* **WHAT THE EXERCISE ASKS**: Scan the entries for the word "LoggingSettings" and report how many lines contain it, as a number with no other words.

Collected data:
== Segment start ==
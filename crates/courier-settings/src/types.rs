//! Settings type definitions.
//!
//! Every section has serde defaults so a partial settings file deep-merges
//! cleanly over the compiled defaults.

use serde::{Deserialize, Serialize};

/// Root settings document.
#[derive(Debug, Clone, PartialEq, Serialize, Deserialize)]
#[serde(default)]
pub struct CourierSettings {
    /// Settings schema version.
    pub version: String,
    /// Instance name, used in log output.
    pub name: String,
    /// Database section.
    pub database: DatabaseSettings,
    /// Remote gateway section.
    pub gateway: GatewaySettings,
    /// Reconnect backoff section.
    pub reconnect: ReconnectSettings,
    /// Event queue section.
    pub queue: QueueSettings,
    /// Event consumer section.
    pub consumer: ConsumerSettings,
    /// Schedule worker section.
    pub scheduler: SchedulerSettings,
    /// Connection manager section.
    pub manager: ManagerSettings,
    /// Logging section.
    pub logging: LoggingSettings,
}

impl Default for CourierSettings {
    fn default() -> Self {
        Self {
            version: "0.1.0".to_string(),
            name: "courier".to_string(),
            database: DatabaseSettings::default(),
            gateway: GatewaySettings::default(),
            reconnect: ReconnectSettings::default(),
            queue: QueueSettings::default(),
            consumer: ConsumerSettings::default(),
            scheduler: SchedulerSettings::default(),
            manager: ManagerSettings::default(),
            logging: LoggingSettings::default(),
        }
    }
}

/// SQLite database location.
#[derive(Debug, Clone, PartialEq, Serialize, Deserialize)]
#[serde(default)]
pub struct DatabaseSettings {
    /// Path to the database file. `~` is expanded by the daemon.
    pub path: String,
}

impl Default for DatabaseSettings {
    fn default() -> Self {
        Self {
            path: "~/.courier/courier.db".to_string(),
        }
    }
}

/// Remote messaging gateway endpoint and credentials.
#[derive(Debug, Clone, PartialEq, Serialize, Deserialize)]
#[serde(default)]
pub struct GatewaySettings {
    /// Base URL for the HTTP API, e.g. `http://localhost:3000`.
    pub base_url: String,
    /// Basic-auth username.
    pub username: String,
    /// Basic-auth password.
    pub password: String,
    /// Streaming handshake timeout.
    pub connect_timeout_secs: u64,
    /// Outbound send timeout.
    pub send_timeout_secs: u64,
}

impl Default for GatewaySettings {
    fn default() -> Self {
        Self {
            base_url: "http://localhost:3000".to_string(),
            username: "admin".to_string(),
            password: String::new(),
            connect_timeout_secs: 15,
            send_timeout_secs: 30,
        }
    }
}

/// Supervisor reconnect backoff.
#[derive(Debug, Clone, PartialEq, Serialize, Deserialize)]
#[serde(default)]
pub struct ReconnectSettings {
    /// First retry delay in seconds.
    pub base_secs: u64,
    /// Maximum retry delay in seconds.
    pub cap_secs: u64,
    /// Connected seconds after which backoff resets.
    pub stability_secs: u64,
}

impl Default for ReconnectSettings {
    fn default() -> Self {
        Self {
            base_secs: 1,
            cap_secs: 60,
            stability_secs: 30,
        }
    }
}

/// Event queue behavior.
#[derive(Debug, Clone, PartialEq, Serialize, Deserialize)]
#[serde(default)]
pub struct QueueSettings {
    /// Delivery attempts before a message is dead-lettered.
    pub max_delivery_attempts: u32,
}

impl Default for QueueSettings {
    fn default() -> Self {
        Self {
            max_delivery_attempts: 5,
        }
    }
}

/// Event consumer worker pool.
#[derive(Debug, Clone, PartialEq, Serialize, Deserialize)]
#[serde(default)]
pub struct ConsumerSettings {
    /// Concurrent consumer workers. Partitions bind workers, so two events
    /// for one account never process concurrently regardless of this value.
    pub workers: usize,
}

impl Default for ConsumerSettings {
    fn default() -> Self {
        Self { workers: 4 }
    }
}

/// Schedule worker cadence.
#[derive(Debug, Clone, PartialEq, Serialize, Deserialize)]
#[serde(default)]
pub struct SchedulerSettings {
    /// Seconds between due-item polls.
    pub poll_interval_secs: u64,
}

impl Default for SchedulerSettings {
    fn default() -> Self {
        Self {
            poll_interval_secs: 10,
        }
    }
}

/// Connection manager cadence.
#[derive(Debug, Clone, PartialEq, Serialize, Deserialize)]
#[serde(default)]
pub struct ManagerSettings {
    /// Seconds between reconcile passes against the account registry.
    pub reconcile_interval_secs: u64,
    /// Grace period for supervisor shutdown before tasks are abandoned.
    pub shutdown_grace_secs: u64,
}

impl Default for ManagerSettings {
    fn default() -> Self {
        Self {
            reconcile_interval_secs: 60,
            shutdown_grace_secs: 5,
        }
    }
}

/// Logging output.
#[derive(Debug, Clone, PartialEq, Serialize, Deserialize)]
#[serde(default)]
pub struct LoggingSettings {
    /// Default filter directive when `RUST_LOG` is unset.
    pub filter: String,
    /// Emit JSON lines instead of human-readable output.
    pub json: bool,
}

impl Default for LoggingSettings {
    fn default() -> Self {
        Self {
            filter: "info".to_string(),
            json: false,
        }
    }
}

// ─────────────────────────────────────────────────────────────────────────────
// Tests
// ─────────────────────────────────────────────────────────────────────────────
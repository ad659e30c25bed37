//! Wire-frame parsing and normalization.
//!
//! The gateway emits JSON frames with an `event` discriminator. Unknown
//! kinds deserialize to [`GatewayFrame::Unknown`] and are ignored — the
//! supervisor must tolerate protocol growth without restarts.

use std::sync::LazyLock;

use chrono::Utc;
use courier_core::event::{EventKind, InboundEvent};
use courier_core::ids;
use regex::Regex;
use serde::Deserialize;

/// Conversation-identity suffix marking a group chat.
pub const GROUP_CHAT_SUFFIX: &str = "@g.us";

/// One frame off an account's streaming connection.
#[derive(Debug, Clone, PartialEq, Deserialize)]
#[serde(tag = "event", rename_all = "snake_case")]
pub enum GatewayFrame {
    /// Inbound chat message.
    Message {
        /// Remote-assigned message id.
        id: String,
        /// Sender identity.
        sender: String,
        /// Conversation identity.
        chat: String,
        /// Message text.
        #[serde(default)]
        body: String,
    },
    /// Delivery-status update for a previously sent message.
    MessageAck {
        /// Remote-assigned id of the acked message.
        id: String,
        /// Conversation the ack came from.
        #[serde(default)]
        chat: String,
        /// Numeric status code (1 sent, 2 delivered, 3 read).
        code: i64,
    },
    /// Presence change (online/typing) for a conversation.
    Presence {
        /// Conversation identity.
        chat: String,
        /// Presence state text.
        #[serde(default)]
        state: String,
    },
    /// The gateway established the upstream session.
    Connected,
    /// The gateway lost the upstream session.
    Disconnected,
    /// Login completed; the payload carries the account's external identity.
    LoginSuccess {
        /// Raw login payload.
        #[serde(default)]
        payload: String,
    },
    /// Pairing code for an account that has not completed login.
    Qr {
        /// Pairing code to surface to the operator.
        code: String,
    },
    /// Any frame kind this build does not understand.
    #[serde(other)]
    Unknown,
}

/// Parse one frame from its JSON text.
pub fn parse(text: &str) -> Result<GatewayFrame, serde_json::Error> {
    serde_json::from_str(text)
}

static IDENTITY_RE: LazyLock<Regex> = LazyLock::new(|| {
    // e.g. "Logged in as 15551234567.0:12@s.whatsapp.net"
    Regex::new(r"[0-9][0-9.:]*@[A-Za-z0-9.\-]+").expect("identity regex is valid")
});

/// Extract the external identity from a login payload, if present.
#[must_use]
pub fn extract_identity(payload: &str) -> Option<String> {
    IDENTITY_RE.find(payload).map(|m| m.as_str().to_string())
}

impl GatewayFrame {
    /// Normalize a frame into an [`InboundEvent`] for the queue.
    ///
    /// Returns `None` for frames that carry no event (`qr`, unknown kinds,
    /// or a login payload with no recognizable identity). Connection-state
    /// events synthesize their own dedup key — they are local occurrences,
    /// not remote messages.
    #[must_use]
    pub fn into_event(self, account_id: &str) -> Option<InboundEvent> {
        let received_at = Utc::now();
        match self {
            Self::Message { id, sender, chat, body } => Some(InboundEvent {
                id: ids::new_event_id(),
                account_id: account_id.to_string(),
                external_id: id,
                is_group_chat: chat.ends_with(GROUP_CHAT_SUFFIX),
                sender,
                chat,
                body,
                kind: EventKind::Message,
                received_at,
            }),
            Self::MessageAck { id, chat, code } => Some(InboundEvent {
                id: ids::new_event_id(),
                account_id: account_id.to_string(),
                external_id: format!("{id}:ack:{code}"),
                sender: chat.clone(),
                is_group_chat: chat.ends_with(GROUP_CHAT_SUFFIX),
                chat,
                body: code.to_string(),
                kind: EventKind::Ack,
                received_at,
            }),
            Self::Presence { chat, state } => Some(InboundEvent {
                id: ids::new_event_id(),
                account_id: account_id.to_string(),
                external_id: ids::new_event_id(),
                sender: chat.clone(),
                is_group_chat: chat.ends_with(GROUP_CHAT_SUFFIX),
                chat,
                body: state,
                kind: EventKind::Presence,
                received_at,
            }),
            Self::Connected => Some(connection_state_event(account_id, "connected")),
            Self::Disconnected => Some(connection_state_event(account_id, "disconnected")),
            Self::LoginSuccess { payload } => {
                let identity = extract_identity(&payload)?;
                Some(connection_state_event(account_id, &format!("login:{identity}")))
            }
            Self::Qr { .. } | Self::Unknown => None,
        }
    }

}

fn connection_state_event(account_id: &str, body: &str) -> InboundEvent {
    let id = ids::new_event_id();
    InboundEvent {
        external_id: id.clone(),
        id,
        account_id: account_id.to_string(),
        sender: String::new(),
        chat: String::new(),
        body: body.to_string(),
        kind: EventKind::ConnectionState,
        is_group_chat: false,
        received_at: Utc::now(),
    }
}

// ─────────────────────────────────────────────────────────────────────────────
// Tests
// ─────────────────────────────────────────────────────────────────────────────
== Segment end ==
* **TASK RESULT**: 4